TASK BRIEF ▸ Check every line of the entries for the string "PathBuf" and return the ones that contain it.

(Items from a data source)

--------------------

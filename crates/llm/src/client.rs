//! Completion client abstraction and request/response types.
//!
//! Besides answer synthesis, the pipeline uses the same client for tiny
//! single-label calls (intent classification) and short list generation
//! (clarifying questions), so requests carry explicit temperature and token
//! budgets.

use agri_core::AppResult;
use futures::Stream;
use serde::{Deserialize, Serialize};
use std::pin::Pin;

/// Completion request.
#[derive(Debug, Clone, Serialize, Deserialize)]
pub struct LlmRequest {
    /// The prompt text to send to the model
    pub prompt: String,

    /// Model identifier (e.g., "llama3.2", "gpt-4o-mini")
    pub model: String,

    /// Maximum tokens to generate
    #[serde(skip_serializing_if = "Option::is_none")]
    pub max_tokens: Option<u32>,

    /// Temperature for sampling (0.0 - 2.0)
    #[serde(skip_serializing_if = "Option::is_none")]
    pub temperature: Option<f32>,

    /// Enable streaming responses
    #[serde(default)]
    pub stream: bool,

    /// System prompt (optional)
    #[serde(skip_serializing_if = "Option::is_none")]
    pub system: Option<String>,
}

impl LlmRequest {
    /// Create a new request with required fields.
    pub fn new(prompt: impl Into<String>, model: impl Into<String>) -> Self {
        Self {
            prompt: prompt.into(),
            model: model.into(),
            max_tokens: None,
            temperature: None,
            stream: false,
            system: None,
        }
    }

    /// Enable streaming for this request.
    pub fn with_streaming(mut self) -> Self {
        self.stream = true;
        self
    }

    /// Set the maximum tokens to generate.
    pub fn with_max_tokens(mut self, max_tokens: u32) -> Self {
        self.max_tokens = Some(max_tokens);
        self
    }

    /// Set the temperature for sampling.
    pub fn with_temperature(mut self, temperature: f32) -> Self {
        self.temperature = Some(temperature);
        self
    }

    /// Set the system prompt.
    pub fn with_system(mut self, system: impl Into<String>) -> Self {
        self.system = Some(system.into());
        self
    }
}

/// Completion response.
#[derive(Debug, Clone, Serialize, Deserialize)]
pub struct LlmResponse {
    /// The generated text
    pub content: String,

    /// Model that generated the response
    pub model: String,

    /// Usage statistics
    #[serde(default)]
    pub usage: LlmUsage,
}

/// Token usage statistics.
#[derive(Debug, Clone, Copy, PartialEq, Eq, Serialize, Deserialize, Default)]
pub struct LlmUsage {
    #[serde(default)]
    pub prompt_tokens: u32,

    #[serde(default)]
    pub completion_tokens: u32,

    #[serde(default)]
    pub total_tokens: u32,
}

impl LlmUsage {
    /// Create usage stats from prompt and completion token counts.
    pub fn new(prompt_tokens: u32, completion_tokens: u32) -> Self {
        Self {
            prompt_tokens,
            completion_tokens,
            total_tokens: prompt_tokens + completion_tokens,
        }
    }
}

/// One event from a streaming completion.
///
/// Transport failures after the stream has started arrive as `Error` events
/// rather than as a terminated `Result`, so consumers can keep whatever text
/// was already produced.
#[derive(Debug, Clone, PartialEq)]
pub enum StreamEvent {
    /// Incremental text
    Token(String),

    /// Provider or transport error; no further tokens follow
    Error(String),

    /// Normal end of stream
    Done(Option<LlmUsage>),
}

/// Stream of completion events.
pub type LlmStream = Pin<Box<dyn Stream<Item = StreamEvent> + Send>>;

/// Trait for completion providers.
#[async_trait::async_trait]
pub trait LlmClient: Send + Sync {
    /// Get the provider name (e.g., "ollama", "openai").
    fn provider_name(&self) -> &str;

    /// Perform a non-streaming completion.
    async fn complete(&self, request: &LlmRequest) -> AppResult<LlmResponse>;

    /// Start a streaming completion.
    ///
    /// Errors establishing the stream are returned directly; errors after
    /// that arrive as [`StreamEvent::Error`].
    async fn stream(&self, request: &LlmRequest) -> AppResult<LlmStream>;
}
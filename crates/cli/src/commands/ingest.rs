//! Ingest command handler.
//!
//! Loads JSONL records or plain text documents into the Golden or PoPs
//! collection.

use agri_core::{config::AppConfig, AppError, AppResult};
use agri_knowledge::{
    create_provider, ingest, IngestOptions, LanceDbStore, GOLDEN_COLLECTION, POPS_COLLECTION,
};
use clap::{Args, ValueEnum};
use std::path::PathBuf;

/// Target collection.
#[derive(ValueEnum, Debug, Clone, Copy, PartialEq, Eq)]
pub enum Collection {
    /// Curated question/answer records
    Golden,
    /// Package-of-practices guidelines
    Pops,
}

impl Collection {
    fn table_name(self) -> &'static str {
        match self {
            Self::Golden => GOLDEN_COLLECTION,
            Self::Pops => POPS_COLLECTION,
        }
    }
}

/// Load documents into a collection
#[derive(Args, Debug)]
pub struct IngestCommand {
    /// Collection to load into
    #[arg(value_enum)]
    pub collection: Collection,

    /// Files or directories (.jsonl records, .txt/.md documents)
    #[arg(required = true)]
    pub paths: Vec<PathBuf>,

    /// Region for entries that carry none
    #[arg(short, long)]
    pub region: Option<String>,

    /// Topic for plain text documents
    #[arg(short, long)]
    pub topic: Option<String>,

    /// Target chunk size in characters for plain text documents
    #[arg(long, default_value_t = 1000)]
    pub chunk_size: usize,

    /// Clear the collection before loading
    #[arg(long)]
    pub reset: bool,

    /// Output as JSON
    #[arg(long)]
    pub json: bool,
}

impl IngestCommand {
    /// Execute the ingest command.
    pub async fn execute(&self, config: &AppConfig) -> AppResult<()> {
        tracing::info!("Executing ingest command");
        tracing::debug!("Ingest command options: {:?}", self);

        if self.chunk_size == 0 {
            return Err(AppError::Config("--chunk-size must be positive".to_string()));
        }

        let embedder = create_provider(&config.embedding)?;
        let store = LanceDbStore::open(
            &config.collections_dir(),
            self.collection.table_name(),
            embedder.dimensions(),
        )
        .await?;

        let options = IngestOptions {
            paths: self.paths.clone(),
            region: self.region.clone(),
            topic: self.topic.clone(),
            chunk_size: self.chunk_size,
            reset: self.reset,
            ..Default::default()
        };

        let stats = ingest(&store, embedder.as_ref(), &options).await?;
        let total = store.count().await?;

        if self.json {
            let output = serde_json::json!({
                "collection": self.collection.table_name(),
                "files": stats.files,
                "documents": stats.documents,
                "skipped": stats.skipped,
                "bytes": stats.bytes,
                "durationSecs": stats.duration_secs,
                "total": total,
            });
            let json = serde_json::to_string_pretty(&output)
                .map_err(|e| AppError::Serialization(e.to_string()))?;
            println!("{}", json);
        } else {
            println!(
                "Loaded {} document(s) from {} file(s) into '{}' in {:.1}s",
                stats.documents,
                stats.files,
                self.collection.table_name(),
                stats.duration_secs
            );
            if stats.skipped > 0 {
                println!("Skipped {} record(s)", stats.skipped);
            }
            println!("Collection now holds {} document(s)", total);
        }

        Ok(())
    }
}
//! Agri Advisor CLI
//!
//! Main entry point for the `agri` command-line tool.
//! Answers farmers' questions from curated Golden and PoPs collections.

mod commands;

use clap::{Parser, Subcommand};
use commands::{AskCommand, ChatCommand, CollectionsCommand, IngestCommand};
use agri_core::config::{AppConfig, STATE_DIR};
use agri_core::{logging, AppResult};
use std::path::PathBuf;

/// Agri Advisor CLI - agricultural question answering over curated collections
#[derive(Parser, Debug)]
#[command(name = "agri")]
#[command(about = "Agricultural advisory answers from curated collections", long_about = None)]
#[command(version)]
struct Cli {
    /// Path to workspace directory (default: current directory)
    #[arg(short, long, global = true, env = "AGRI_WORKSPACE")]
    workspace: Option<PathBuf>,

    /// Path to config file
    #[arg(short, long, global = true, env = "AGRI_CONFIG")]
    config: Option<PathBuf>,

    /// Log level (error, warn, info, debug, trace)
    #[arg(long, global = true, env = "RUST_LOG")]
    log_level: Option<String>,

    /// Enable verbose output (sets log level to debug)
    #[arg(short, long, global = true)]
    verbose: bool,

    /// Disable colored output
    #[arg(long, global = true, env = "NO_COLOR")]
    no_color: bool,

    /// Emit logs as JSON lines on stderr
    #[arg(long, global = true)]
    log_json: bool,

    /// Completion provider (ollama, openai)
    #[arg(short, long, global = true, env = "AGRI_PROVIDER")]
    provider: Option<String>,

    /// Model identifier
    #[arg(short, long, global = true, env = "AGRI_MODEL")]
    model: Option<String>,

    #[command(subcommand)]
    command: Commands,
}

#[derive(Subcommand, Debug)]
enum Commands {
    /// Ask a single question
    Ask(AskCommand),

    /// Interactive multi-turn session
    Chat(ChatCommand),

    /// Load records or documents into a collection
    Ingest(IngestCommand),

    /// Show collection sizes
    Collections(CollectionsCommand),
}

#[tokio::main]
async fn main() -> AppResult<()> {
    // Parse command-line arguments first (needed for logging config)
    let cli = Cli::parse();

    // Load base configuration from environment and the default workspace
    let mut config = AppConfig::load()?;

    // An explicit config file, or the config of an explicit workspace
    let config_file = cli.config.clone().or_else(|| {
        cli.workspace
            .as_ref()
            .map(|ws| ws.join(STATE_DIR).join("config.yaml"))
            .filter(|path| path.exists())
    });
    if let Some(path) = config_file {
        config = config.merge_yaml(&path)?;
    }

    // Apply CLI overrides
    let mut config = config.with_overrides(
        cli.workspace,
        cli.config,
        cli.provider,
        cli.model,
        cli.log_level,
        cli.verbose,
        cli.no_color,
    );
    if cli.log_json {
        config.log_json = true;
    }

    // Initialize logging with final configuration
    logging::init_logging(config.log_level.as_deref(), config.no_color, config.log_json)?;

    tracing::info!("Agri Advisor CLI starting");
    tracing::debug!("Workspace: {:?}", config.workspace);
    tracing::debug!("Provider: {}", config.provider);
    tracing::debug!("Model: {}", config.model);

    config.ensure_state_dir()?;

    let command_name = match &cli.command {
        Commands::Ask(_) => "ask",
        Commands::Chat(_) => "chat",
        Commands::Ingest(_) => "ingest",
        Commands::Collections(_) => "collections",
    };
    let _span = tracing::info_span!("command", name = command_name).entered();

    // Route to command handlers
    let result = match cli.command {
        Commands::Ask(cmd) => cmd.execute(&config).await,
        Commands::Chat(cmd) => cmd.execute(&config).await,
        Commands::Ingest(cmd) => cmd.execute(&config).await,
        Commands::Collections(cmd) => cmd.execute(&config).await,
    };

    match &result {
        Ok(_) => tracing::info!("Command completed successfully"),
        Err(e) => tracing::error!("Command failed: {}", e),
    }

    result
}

--------------------

RESPONSE ▸
use std::path::PathBuf;
    pub paths: Vec<PathBuf>,
use std::path::PathBuf;
    workspace: Option<PathBuf>,
    config: Option<PathBuf>,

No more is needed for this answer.